Asentada quedó sobre el cuello cercenado, con sus ojos azules muy abiertos, enfatizando una mueca de horror e incredulidad en el rostro. Un trole alcanzó a detenerse a medio metro de la aparición más macabra de que se tenga memoria en esa mítica ciudad del Pacífico. Se paró de modo tan súbito y oportuno, que una anciana con bastón y un acordeonista barbudo que toca en los bares locales dieron con su humanidad en el piso soltando improperios contra el chofer.
—Frené en seco pues creí que era la pelota de trapo con que juegan al fútbol los niños de un pasaje del cerro —explicó a los carabineros Eleuterio Miranda, el parsimonioso conductor de troles—. ¡Cómo iba a pensar que se trataba de una cabeza humana!
En minutos se armó un taco descomunal en Esmeralda, lo que dificultó el arribo expedito de la ambulancia.

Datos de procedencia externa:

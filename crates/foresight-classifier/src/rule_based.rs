//! Heuristic classifier over named feature slots.

use foresight_core::constants::CATEGORY_COUNT;
use foresight_core::errors::ClassifierError;
use foresight_core::models::{BehaviorCategory, FeatureSlot};
use foresight_core::traits::IClassifier;
use foresight_core::FeatureVector;

use crate::ranking::softmax;

/// Scores each category as a weighted sum of feature slots and normalizes
/// the scores with softmax.
#[derive(Debug, Clone)]
pub struct RuleBasedClassifier {
    /// Multiplier applied to every score before softmax. Higher is sharper.
    sharpness: f64,
}

impl Default for RuleBasedClassifier {
    fn default() -> Self {
        Self { sharpness: 3.0 }
    }
}

impl RuleBasedClassifier {
    pub fn with_sharpness(sharpness: f64) -> Self {
        Self { sharpness }
    }

    fn score(category: BehaviorCategory, f: &FeatureVector) -> f64 {
        use FeatureSlot::*;
        let v = |slot| f.get(slot);
        match category {
            BehaviorCategory::Navigation => {
                0.9 * v(ClickFrequency) + 0.8 * v(NavigationPattern) + 0.3 * v(Engagement)
            }
            BehaviorCategory::Search => {
                0.7 * v(DwellTime) + 0.4 * v(Engagement) + 0.3 * (1.0 - v(PointerMovement))
                    - 0.3 * v(ScrollVelocity)
            }
            BehaviorCategory::Details => {
                0.8 * v(InteractionDiversity) + 0.4 * v(ClickFrequency) + 0.3 * v(DwellTime)
            }
            BehaviorCategory::Contact => 0.5 * v(DwellTime) + 0.4 * v(AttentionSpan),
            BehaviorCategory::Media => 1.2 * v(ScrollVelocity) + 0.3 * v(DeviceUsage),
            BehaviorCategory::Form => {
                0.9 * v(DwellTime) + 0.3 * v(Engagement) - 0.2 * v(ScrollVelocity)
            }
            BehaviorCategory::Social => 0.4 * v(Engagement) + 0.4 * v(DeviceUsage),
            BehaviorCategory::Exit => {
                1.2 * v(PointerMovement) + 0.4 * (1.0 - v(Engagement)) + 0.2 * v(AttentionSpan)
            }
        }
    }
}

impl IClassifier for RuleBasedClassifier {
    fn name(&self) -> &str {
        "rule_based"
    }

    fn is_available(&self) -> bool {
        true
    }

    fn distribution(&self, features: &FeatureVector) -> Result<[f64; CATEGORY_COUNT], ClassifierError> {
        let mut logits = [0.0; CATEGORY_COUNT];
        for category in BehaviorCategory::ALL {
            logits[category.index()] = self.sharpness * Self::score(category, features);
        }
        Ok(softmax(&logits))
    }
}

—No se necesita una ambulancia para esto —alegó el oficinista de una empresa naviera—. Basta con que traigan una bandeja.

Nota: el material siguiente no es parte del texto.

//! Read-only view of the page structure that candidate resolution consumes.
//!
//! The DOM itself stays outside the pipeline; hosts fill these snapshots.

use serde::{Deserialize, Serialize};

/// Element bounding box in viewport coordinates (CSS pixels).
#[derive(Debug, Clone, Copy, Default, PartialEq, Serialize, Deserialize)]
pub struct ElementRect {
    pub left: f64,
    pub top: f64,
    pub width: f64,
    pub height: f64,
}

impl ElementRect {
    pub fn new(left: f64, top: f64, width: f64, height: f64) -> Self {
        Self {
            left,
            top,
            width,
            height,
        }
    }

    pub fn right(&self) -> f64 {
        self.left + self.width
    }

    pub fn bottom(&self) -> f64 {
        self.top + self.height
    }

    /// Intersects the viewport.
    pub fn is_visible(&self, viewport_width: f64, viewport_height: f64) -> bool {
        self.is_near_viewport(viewport_width, viewport_height, 0.0)
    }

    /// Intersects the viewport grown by `margin` on every side.
    pub fn is_near_viewport(&self, viewport_width: f64, viewport_height: f64, margin: f64) -> bool {
        self.top < viewport_height + margin
            && self.bottom() > -margin
            && self.left < viewport_width + margin
            && self.right() > -margin
    }
}

#[derive(Debug, Clone, PartialEq, Serialize, Deserialize)]
pub struct LinkElement {
    pub href: String,
    pub same_origin: bool,
    /// Inside `nav` / main menu.
    pub in_nav: bool,
    pub recently_hovered: bool,
    pub rect: ElementRect,
}

#[derive(Debug, Clone, Copy, PartialEq, Eq, Serialize, Deserialize)]
#[serde(rename_all = "snake_case")]
pub enum MediaKind {
    Image,
    Video,
}

/// A lazily loaded media element (`data-src`).
#[derive(Debug, Clone, PartialEq, Serialize, Deserialize)]
pub struct MediaElement {
    pub src: String,
    pub kind: MediaKind,
    pub rect: ElementRect,
}

#[derive(Debug, Clone, PartialEq, Serialize, Deserialize)]
pub struct FormElement {
    /// `data-async` is set.
    pub is_async: bool,
    /// `data-validation` is set.
    pub has_validation: bool,
    pub rect: ElementRect,
}

/// An item card that links to a detail view.
#[derive(Debug, Clone, PartialEq, Serialize, Deserialize)]
pub struct DetailItem {
    pub detail_url: Option<String>,
    pub rect: ElementRect,
}

#[derive(Debug, Clone, Default, PartialEq, Serialize, Deserialize)]
pub struct PageSnapshot {
    pub viewport_width: f64,
    pub viewport_height: f64,
    pub links: Vec<LinkElement>,
    pub media: Vec<MediaElement>,
    pub forms: Vec<FormElement>,
    pub detail_items: Vec<DetailItem>,
    pub has_search_elements: bool,
}

/// An element that just crossed the visibility threshold.
#[derive(Debug, Clone, Default, PartialEq, Serialize, Deserialize)]
pub struct VisibleElement {
    pub tag: String,
    /// `data-component`.
    pub component: Option<String>,
    /// `data-api`.
    pub api: Option<String>,
    pub links: Vec<LinkElement>,
    pub intersection_ratio: f64,
}

#[cfg(test)]
mod tests {
    use super::*;

    #[test]
    fn near_viewport_honors_margin() {
        let below_fold = ElementRect::new(0.0, 900.0, 100.0, 100.0);
        assert!(!below_fold.is_visible(1024.0, 768.0));
        assert!(below_fold.is_near_viewport(1024.0, 768.0, 200.0));
        assert!(!below_fold.is_near_viewport(1024.0, 768.0, 100.0));
    }
}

Fue como si lo hubiesen escuchado. El dueño de la fuente de soda Bosanka, que tiene una barra corta y cuatro butacas, pero ofrece el mejor sándwich de ave y palta del barrio, no tardó en llegar al sitio del suceso provisto de una bandeja de aluminio y un estropajo, que entregó al paramédico que ya cruzaba entre los vehículos. Era un profesional hábil y de sangre fría; rodeado de curiosos que se arremolinaban en torno suyo, acomodó con recogimiento la cabeza en el estropajo desplegado sobre la bandeja, y la tela se tiñó de carmesí como si se hubiese derramado sobre ella una copa de buen carménère.

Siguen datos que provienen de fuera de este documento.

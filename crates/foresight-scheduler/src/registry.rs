//! ActionRegistry: the live set of speculative actions, keyed by resource.
//!
//! Invariant: at most one non-terminal action per resource key. Insertion
//! goes through the DashMap entry API, so the check and the insert happen
//! under the same shard lock.

use std::sync::atomic::{AtomicU64, Ordering};
use std::sync::Arc;

use dashmap::mapref::entry::Entry;
use dashmap::DashMap;
use foresight_core::errors::SchedulerError;
use foresight_core::{ActionKind, ActionStatus, SpeculativeAction};
use tracing::debug;

/// Shared registry handle. Clones refer to the same map.
#[derive(Debug, Clone)]
pub struct ActionRegistry {
    entries: Arc<DashMap<String, SpeculativeAction>>,
    next_generation: Arc<AtomicU64>,
}

impl Default for ActionRegistry {
    fn default() -> Self {
        Self::new()
    }
}

impl ActionRegistry {
    pub fn new() -> Self {
        Self {
            entries: Arc::new(DashMap::new()),
            next_generation: Arc::new(AtomicU64::new(1)),
        }
    }

    /// Insert `action` unless a Queued or InFlight action already holds its
    /// key. A settled action for the key is replaced. Returns the stored
    /// action with its generation assigned.
    pub fn try_insert(&self, mut action: SpeculativeAction) -> Option<SpeculativeAction> {
        match self.entries.entry(action.resource_key.clone()) {
            Entry::Occupied(mut existing) => {
                if !existing.get().is_terminal() {
                    debug!(resource = %action.resource_key, "action already live; skipping");
                    return None;
                }
                action.generation = self.next_generation.fetch_add(1, Ordering::Relaxed);
                existing.insert(action.clone());
                Some(action)
            }
            Entry::Vacant(slot) => {
                action.generation = self.next_generation.fetch_add(1, Ordering::Relaxed);
                slot.insert(action.clone());
                Some(action)
            }
        }
    }

    /// Move the action for `resource_key` to `next`. The generation must
    /// match the live entry and the transition must be legal.
    pub fn transition(
        &self,
        resource_key: &str,
        generation: u64,
        next: ActionStatus,
        now_ms: u64,
    ) -> Result<SpeculativeAction, SchedulerError> {
        let mut entry = self
            .entries
            .get_mut(resource_key)
            .ok_or_else(|| SchedulerError::UnknownAction {
                resource_key: resource_key.to_string(),
            })?;
        if entry.generation != generation {
            return Err(SchedulerError::StaleGeneration {
                resource_key: resource_key.to_string(),
                generation,
            });
        }
        if !entry.status.can_transition_to(next) {
            return Err(SchedulerError::IllegalTransition {
                resource_key: resource_key.to_string(),
                from: entry.status,
                to: next,
            });
        }
        entry.status = next;
        entry.updated_at_ms = now_ms;
        Ok(entry.clone())
    }

    /// Mark the action Expired and remove it from the registry.
    pub fn expire(
        &self,
        resource_key: &str,
        generation: u64,
        now_ms: u64,
    ) -> Result<SpeculativeAction, SchedulerError> {
        let expired = self.transition(resource_key, generation, ActionStatus::Expired, now_ms)?;
        self.entries
            .remove_if(resource_key, |_, action| action.generation == generation);
        Ok(expired)
    }

    /// Expire and remove every non-terminal action older than its lifetime.
    pub fn expire_stale(
        &self,
        now_ms: u64,
        lifetime_ms: impl Fn(&ActionKind) -> u64,
    ) -> Vec<SpeculativeAction> {
        let stale: Vec<(String, u64)> = self
            .entries
            .iter()
            .filter(|entry| {
                !entry.is_terminal() && entry.age_ms(now_ms) >= lifetime_ms(&entry.kind)
            })
            .map(|entry| (entry.key().clone(), entry.generation))
            .collect();

        stale
            .into_iter()
            .filter_map(|(key, generation)| self.expire(&key, generation, now_ms).ok())
            .collect()
    }

    /// Drop settled actions last updated at least `retention_ms` ago.
    pub fn purge_terminal(&self, now_ms: u64, retention_ms: u64) -> usize {
        let before = self.entries.len();
        self.entries.retain(|_, action| {
            !(action.is_terminal() && now_ms.saturating_sub(action.updated_at_ms) >= retention_ms)
        });
        before.saturating_sub(self.entries.len())
    }

    pub fn get(&self, resource_key: &str) -> Option<SpeculativeAction> {
        self.entries.get(resource_key).map(|r| r.clone())
    }

    pub fn contains(&self, resource_key: &str) -> bool {
        self.entries.contains_key(resource_key)
    }

    pub fn len(&self) -> usize {
        self.entries.len()
    }

    pub fn is_empty(&self) -> bool {
        self.entries.is_empty()
    }

    pub fn count_with_status(&self, status: ActionStatus) -> usize {
        self.entries.iter().filter(|r| r.status == status).count()
    }

    /// Queued plus InFlight.
    pub fn live_count(&self) -> usize {
        self.entries.iter().filter(|r| !r.is_terminal()).count()
    }

    /// Cloned snapshot of every entry.
    pub fn snapshot(&self) -> Vec<SpeculativeAction> {
        self.entries.iter().map(|r| r.value().clone()).collect()
    }
}

#[cfg(test)]
mod tests {
    use super::*;
    use foresight_core::{BehaviorCategory, Eagerness};

    fn action(key: &str, now_ms: u64) -> SpeculativeAction {
        SpeculativeAction::queued(
            key,
            BehaviorCategory::Navigation,
            0.9,
            Eagerness::Eager,
            ActionKind::Prerender,
            now_ms,
        )
    }

    #[test]
    fn live_key_is_not_inserted_twice() {
        let registry = ActionRegistry::new();
        assert!(registry.try_insert(action("/a", 0)).is_some());
        assert!(registry.try_insert(action("/a", 1)).is_none());
        assert_eq!(registry.len(), 1);
    }

    #[test]
    fn settled_key_is_replaced() {
        let registry = ActionRegistry::new();
        let first = registry.try_insert(action("/a", 0)).unwrap();
        registry
            .transition("/a", first.generation, ActionStatus::InFlight, 1)
            .unwrap();
        registry
            .transition("/a", first.generation, ActionStatus::Completed, 2)
            .unwrap();

        let second = registry.try_insert(action("/a", 3)).unwrap();
        assert!(second.generation > first.generation);
        assert_eq!(registry.get("/a").unwrap().status, ActionStatus::Queued);
    }

    #[test]
    fn illegal_transition_is_rejected() {
        let registry = ActionRegistry::new();
        let stored = registry.try_insert(action("/a", 0)).unwrap();
        let err = registry
            .transition("/a", stored.generation, ActionStatus::Completed, 1)
            .unwrap_err();
        assert!(matches!(err, SchedulerError::IllegalTransition { .. }));
        assert_eq!(registry.get("/a").unwrap().status, ActionStatus::Queued);
    }

    #[test]
    fn stale_generation_cannot_touch_new_action() {
        let registry = ActionRegistry::new();
        let old = registry.try_insert(action("/a", 0)).unwrap();
        registry.expire("/a", old.generation, 10).unwrap();
        let fresh = registry.try_insert(action("/a", 11)).unwrap();

        let err = registry
            .transition("/a", old.generation, ActionStatus::InFlight, 12)
            .unwrap_err();
        assert!(matches!(err, SchedulerError::StaleGeneration { .. }));
        assert_eq!(registry.get("/a").unwrap().generation, fresh.generation);
    }

    #[test]
    fn expire_stale_removes_overdue_live_actions() {
        let registry = ActionRegistry::new();
        registry.try_insert(action("/old", 0)).unwrap();
        registry.try_insert(action("/new", 25_000)).unwrap();

        let expired = registry.expire_stale(30_000, |_| 30_000);
        assert_eq!(expired.len(), 1);
        assert_eq!(expired[0].resource_key, "/old");
        assert_eq!(expired[0].status, ActionStatus::Expired);
        assert!(!registry.contains("/old"));
        assert!(registry.contains("/new"));
    }

    #[test]
    fn purge_drops_old_settled_entries() {
        let registry = ActionRegistry::new();
        let a = registry.try_insert(action("/a", 0)).unwrap();
        registry.transition("/a", a.generation, ActionStatus::InFlight, 0).unwrap();
        registry.transition("/a", a.generation, ActionStatus::Failed, 100).unwrap();
        registry.try_insert(action("/b", 0)).unwrap();

        assert_eq!(registry.purge_terminal(50_000, 60_000), 0);
        assert_eq!(registry.purge_terminal(60_100, 60_000), 1);
        assert!(registry.contains("/b"));
    }
}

Una mujer piadosa, que venía de la misa de La Matriz, ofreció de inmediato su pañuelo para que el paramédico cubriese la cabeza del desgraciado.
—¡Menos mal! Porque ya no se puede sostener su mirada —comentó un vendedor de reineta y jurel que observaba todo con un canasto de mimbre colgado del brazo.
—Lo difícil va a ser encontrar el resto —rezongó un viejo tuerto de boina que volvía de cobrar su paupérrima jubilación.
El paramédico cargó la bandeja con la cabeza hasta la ambulancia, que había quedado atascada frente al Turri, un bello edificio antiguo, ubicado una cuadra más al sur.
Después oscureció y sobre Valparaíso cayó un aguacero acarreado por el viento norte, que también trajo el perfume a algas. Al rato, troles, buses, taxis y peatones volvieron a circular como de costumbre. Era la noche del 20 de febrero de 2011.